LEILA (SHORT FILM) (2023) ★★★★★
Before the Taliban’s return, there was a brief moment of hope in Afghanistan for LGBTQIA+ individuals and communities. I say brief, as this is a country that has suffered through multiple wars, invasions and oppressive regimes for decades. Following the attack by the United States and its allies in 2001, a new constitution and government emerged in 2004, and people whispered the words peace and security. But it wasn’t to be as the Taliban rose from the ashes, and the US and UK marched to the exit door. Filmed just before the Taliban returned to power, Leila’s story is one of strength, courage and beauty. Leila is a sixty-four-year-old transgender woman and schoolteacher full of love and energy as she talks about the trans experience in Herat over many years. Despite her positivity and courage, the scars of years of abuse are evident as Leila guides us through her hometown and introduces us to others who sit on the fringes of society, from children with disabilities to girls enjoying the right to an education. Yet, in the background, we know that Afghanistan is about to return to Taliban control and that the future for everyone we meet, including Leila, is uncertain. Director Fariba Haidari’s portrait of courage reminds us that we had a duty to ensure Afghanistan had a positive future, a responsibility we failed to deliver for Leila and all those placed at risk by the Taliban’s return.
LE BEAU MEC (1979) ★★★★
When does pornography become art? It’s a difficult question to answer in our modern world of online porn, where the answer may well be never!
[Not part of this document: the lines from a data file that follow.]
use crate::error::CoreError;
use std::future::Future;
use std::sync::Arc;
use tokio::sync::{broadcast, Mutex};
use tokio::task::JoinHandle;

#[derive(Clone, Debug, PartialEq, Eq)]
pub enum CoreEvent {
    /// Our own profile was applied from synced configuration.
    ConfigurationMessageReceived { display_name: String },
    /// A fire-and-forget task failed; nothing awaited it.
    BackgroundTaskFailed { task: String, reason: String },
}

pub type EventReceiver = broadcast::Receiver<CoreEvent>;

#[derive(Clone)]
pub struct EventBus {
    tx: broadcast::Sender<CoreEvent>,
}

impl EventBus {
    pub fn new(size: usize) -> Self {
        let (tx, _) = broadcast::channel(size);
        Self { tx }
    }

    pub fn subscribe(&self) -> EventReceiver {
        self.tx.subscribe()
    }

    pub fn publish(&self, event: CoreEvent) {
        let _ = self.tx.send(event);
    }

    pub fn task_failed(&self, task: impl Into<String>, reason: impl ToString) {
        let task = task.into();
        let reason = reason.to_string();
        log::warn!("background task {} failed: {}", task, reason);
        self.publish(CoreEvent::BackgroundTaskFailed { task, reason });
    }
}

impl Default for EventBus {
    fn default() -> Self {
        Self::new(256)
    }
}

/// Fire-and-forget tasks. Failures go to the event bus; nobody awaits the
/// result except `drain`, used on shutdown.
#[derive(Clone)]
pub struct BackgroundTasks {
    events: EventBus,
    handles: Arc<Mutex<Vec<JoinHandle<()>>>>,
}

impl BackgroundTasks {
    pub fn new(events: EventBus) -> Self {
        Self {
            events,
            handles: Arc::new(Mutex::new(Vec::new())),
        }
    }

    pub async fn spawn<F>(&self, task: impl Into<String>, fut: F)
    where
        F: Future<Output = Result<(), CoreError>> + Send + 'static,
    {
        let task = task.into();
        let events = self.events.clone();
        let handle = tokio::spawn(async move {
            if let Err(e) = fut.await {
                events.task_failed(task, e);
            }
        });
        let mut handles = self.handles.lock().await;
        handles.retain(|h| !h.is_finished());
        handles.push(handle);
    }

    /// Waits for every task spawned so far.
    pub async fn drain(&self) {
        let pending: Vec<JoinHandle<()>> = self.handles.lock().await.drain(..).collect();
        for handle in pending {
            if let Err(e) = handle.await {
                log::warn!("background task panicked or was cancelled: {}", e);
            }
        }
    }
}
impl Session {
    /// Start chromedriver if needed and open a fresh browser
    pub async fn open(config: &SessionConfig, timeouts: &Timeouts) -> AutomationResult<Self> {
        let webdriver_url = GLOBAL_DRIVER_MANAGER
            .ensure_driver(config.webdriver_url.as_deref())
            .await
            .map_err(|e| AutomationError::Launch(format!("{:#}", e)))?;

        let profile_dir = tempfile::Builder::new()
            .prefix("shipflow-chrome-")
            .tempdir()
            .map_err(|e| AutomationError::Launch(format!("Failed to create profile dir: {}", e)))?;

        let caps = chrome_capabilities(config, profile_dir.path());
        debug!("Connecting to WebDriver at {}", webdriver_url);

        let client = ClientBuilder::rustls()
            .capabilities(caps)
            .connect(&webdriver_url)
            .await
            .map_err(|e| AutomationError::Launch(e.to_string()))?;

        let vp = &config.viewport;
        if let Err(e) = client.set_window_size(vp.width, vp.height).await {
            debug!("Note: Could not set window size: {}", e);
        }

        info!(headless = config.headless, "Browser session started");
        Ok(Self {
            client,
            webdriver_url,
            timeouts: timeouts.clone(),
            closed: AtomicBool::new(false),
            _profile_dir: profile_dir,
        })
    }

    pub fn timeouts(&self) -> &Timeouts {
        &self.timeouts
    }

    /// End the browser session. Safe to call more than once.
    pub async fn close(&self) {
        if self.closed.swap(true, Ordering::SeqCst) {
            return;
        }
        match self.client.clone().close().await {
            Ok(()) => info!("Browser session closed"),
            Err(e) => warn!("Failed to close browser session cleanly: {}", e),
        }
    }

    pub fn is_closed(&self) -> bool {
        self.closed.load(Ordering::SeqCst)
    }

    /// Navigate and give the document a moment to settle
    pub async fn goto(&self, url: &str) -> AutomationResult<()> {
        info!("Navigating to {}", url);
        self.client.goto(url).await?;
        self.wait_document_ready(Duration::from_secs(2)).await;
        Ok(())
    }

    async fn wait_document_ready(&self, timeout: Duration) {
        let ready = poll_until(timeout, Duration::from_millis(100), move || async move {
            match self
                .client
                .execute("return document.readyState === 'complete';", vec![])
                .await
            {
                Ok(val) if val.as_bool().unwrap_or(false) => Some(()),
                _ => None,
            }
        })
        .await;
        if ready.is_none() {
            debug!("Document not complete after {:?}, continuing", timeout);
        }
    }

    pub async fn refresh(&self) -> AutomationResult<()> {
        self.client.refresh().await?;
        self.wait_document_ready(Duration::from_secs(2)).await;
        Ok(())
    }

    /// All current matches; an empty list is not an error
    pub async fn find_all(&self, locator: &Locator) -> AutomationResult<Vec<Element>> {
        let (kind, query) = locator.query();
        Ok(self.client.find_all(to_driver_locator(kind, &query)).await?)
    }

    /// Look up a child of `parent`
    pub async fn find_in(&self, parent: &Element, locator: &Locator) -> AutomationResult<Element> {
        let (kind, query) = locator.query();
        parent
            .find(to_driver_locator(kind, &query))
            .await
            .map_err(|e| lookup_error(e, locator))
    }

    async fn element_state(element: &Element) -> (bool, bool) {
        let displayed = element.is_displayed().await.unwrap_or(false);
        let enabled = element.is_enabled().await.unwrap_or(false);
        (displayed, enabled)
    }

    /// First match satisfying `condition`, if any, without waiting
    async fn first_matching(
        &self,
        locator: &Locator,
        condition: WaitFor,
    ) -> AutomationResult<Option<Element>> {
        for element in self.find_all(locator).await? {
            let (displayed, enabled) = Self::element_state(&element).await;
            if condition.accepts(displayed, enabled) {
                return Ok(Some(element));
            }
        }
        Ok(None)
    }

    /// Wait for a match of `locator` that satisfies `condition`.
    ///
    /// Nothing in the DOM within `timeout` is `ElementNotFound`; a match that
    /// never becomes visible/enabled within the interactable wait is
    /// `ElementNotInteractable`. `WaitFor::Invisible` is handled by
    /// [`Session::wait_gone`].
    pub async fn wait_for(
        &self,
        locator: &Locator,
        condition: WaitFor,
        timeout: Duration,
    ) -> AutomationResult<Element> {
        let interval = self.timeouts.poll_interval();

        let present = poll_until(timeout, interval, move || async move {
            match self.find_all(locator).await {
                Ok(found) => found.into_iter().next(),
                Err(e) => {
                    debug!("Lookup of {} failed: {}", locator, e);
                    None
                }
            }
        })
        .await
        .ok_or_else(|| AutomationError::ElementNotFound(locator.to_string()))?;

        if matches!(condition, WaitFor::Presence | WaitFor::Invisible) {
            return Ok(present);
        }

        poll_until(self.timeouts.interactable(), interval, move || async move {
            self.first_matching(locator, condition).await.ok().flatten()
        })
        .await
        .ok_or_else(|| AutomationError::ElementNotInteractable(locator.to_string()))
    }

    /// Try candidates in order and return the first that is present and clickable
    pub async fn find_first(
        &self,
        candidates: &[Locator],
        condition: WaitFor,
        timeout: Duration,
    ) -> AutomationResult<(usize, Element)> {
        let interval = self.timeouts.poll_interval();
        let hit = poll_until(timeout, interval, move || async move {
            for (index, candidate) in candidates.iter().enumerate() {
                if let Ok(Some(element)) = self.first_matching(candidate, condition).await {
                    return Some((index, element));
                }
            }
            None
        })
        .await;

        hit.ok_or_else(|| {
            let names: Vec<String> = candidates.iter().map(|c| c.to_string()).collect();
            AutomationError::ElementNotFound(names.join(" | "))
        })
    }

    /// Wait until no match of `locator` is displayed
    pub async fn wait_gone(&self, locator: &Locator, timeout: Duration) -> AutomationResult<()> {
        poll_until(timeout, self.timeouts.poll_interval(), move || async move {
            match self.first_matching(locator, WaitFor::Visible).await {
                Ok(None) => Some(()),
                _ => None,
            }
        })
        .await
        .ok_or_else(|| AutomationError::Timeout(format!("{} still visible after {:?}", locator, timeout)))
    }

    /// Whether any match of `locator` is displayed right now
    pub async fn is_visible(&self, locator: &Locator) -> AutomationResult<bool> {
        Ok(self.first_matching(locator, WaitFor::Visible).await?.is_some())
    }

    /// Click natively, falling back to a scripted click when intercepted
    pub async fn click(&self, element: &Element) -> AutomationResult<()> {
        if let Err(e) = element.click().await {
            debug!("Native click failed ({}), retrying via script", e);
            let arg = serde_json::to_value(element).map_err(anyhow::Error::from)?;
            self.client
                .execute("arguments[0].click();", vec![arg])
                .await?;
        }
        Ok(())
    }

    /// Wait for a clickable match and click it
    pub async fn click_locator(&self, locator: &Locator, timeout: Duration) -> AutomationResult<()> {
        let element = self.wait_for(locator, WaitFor::Clickable, timeout).await?;
        debug!("Clicking {}", locator);
        self.click(&element).await
    }

    /// Clear a field and type into it
    pub async fn fill(&self, element: &Element, text: &str) -> AutomationResult<()> {
        if let Err(e) = element.clear().await {
            debug!("Could not clear field: {}", e);
        }
        element.send_keys(text).await?;
        Ok(())
    }

    pub async fn press_enter(&self, element: &Element) -> AutomationResult<()> {
        element.send_keys(ENTER_KEY).await?;
        Ok(())
    }

    pub async fn value_of(&self, element: &Element) -> AutomationResult<String> {
        Ok(element.prop("value").await?.unwrap_or_default())
    }

    pub async fn execute(&self, script: &str, args: Vec<Value>) -> AutomationResult<Value> {
        Ok(self.client.execute(script, args).await?)
    }

    pub async fn element_arg(&self, element: &Element) -> AutomationResult<Value> {
        Ok(serde_json::to_value(element).map_err(anyhow::Error::from)?)
    }

    pub async fn scroll_to_top(&self) -> AutomationResult<()> {
        self.execute("window.scrollTo(0, 0);", vec![]).await?;
        Ok(())
    }

    pub async fn scroll_to_bottom(&self) -> AutomationResult<()> {
        self.execute("window.scrollTo(0, document.body.scrollHeight);", vec![])
            .await?;
        Ok(())
    }

    pub async fn scroll_by(&self, dy: i64) -> AutomationResult<()> {
        self.execute(&format!("window.scrollBy(0, {});", dy), vec![])
            .await?;
        Ok(())
    }

    /// `(scrollY + innerHeight, scrollHeight)`
    pub async fn scroll_position(&self) -> AutomationResult<(i64, i64)> {
        let value = self
            .execute(
                "return [Math.ceil(window.scrollY + window.innerHeight), document.body.scrollHeight];",
                vec![],
            )
            .await?;
        let read = |i: usize| value.get(i).and_then(|v| v.as_i64()).unwrap_or(0);
        Ok((read(0), read(1)))
    }

    pub async fn current_window(&self) -> AutomationResult<WindowHandle> {
        Ok(self.client.window().await?)
    }

    pub async fn windows(&self) -> AutomationResult<Vec<WindowHandle>> {
        Ok(self.client.windows().await?)
    }

    /// Wait for a window that is not in `known`, i.e. one opened after the snapshot
    pub async fn wait_for_new_window(
        &self,
        known: &[WindowHandle],
        timeout: Duration,
    ) -> AutomationResult<WindowHandle> {
        poll_until(timeout, self.timeouts.poll_interval(), move || async move {
            match self.client.windows().await {
                Ok(handles) => opened_window(known, handles),
                Err(_) => None,
            }
        })
        .await
        .ok_or_else(|| AutomationError::Timeout(format!("no new window within {:?}", timeout)))
    }

    pub async fn switch_to(&self, handle: WindowHandle) -> AutomationResult<()> {
        self.client.switch_to_window(handle).await?;
        Ok(())
    }

    /// Close the current window; the caller must switch to another afterwards
    pub async fn close_window(&self) -> AutomationResult<()> {
        self.client.close_window().await?;
        Ok(())
    }

    pub async fn screenshot(&self) -> AutomationResult<Vec<u8>> {
        Ok(self.client.screenshot().await?)
    }

    pub async fn page_source(&self) -> AutomationResult<String> {
        Ok(self.client.source().await?)
    }

    /// Render the current tab to PDF through chromedriver's CDP passthrough
    pub async fn print_to_pdf(&self) -> AutomationResult<Vec<u8>> {
        let session_id = self
            .client
            .session_id()
            .await?
            .ok_or_else(|| AutomationError::Extraction("no active session id".to_string()))?;
        let endpoint = format!(
            "{}/session/{}/goog/cdp/execute",
            self.webdriver_url.trim_end_matches('/'),
            session_id
        );

        let body = json!({
            "cmd": "Page.printToPDF",
            "params": {
                "landscape": false,
                "displayHeaderFooter": false,
                "printBackground": true,
                "preferCSSPageSize": true,
            }
        });

        let response: Value = reqwest::Client::new()
            .post(&endpoint)
            .json(&body)
            .timeout(self.timeouts.navigation())
            .send()
            .await
            .map_err(|e| AutomationError::Extraction(format!("print request failed: {}", e)))?
            .json()
            .await
            .map_err(|e| AutomationError::Extraction(format!("print response unreadable: {}", e)))?;

        let data = response
            .pointer("/value/data")
            .and_then(|d| d.as_str())
            .ok_or_else(|| {
                AutomationError::Extraction(format!("print returned no data: {}", response))
            })?;

        let bytes = base64::engine::general_purpose::STANDARD
            .decode(data)
            .map_err(|e| AutomationError::Extraction(format!("invalid PDF payload: {}", e)))?;
        debug!("Printed {} bytes of PDF", bytes.len());
        Ok(bytes)
    }
}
But there was a time when porn wasn’t a brief ten-minute stream but a feature-length creative process designed to be seen in XXX cinemas. These movies were bold, innovative and hot explorations of human sexuality that occasionally transcended the dirty and often dark world of porn. Wallace Pott’s 1979 film Le Beau Mec was thought to have been lost in the mists of time, with only worn and scratchy VHS versions available. Le Beau Mec was no ordinary porn movie; it was directed by Potts, Rudolf Nureyev’s last love and choreographed by the Russian dancer himself. Meanwhile, its cinematographer was the celebrated Néstor Almendros (Sophie’s Choice and The Blue Lagoon). Therefore one could argue Le Beau Mec was the point at which gay porn and art merged to create something extraordinary. Thankfully, after a worldwide search, prints of Le Beau Mec were found, and now we all get to experience this restored slice of 70s gay pornography and art and the dreamlike allure it held. It’s easy to see how Pott’s film seduced a whole generation of gay men and even more fascinating to explore the 70s sexual confidence on display.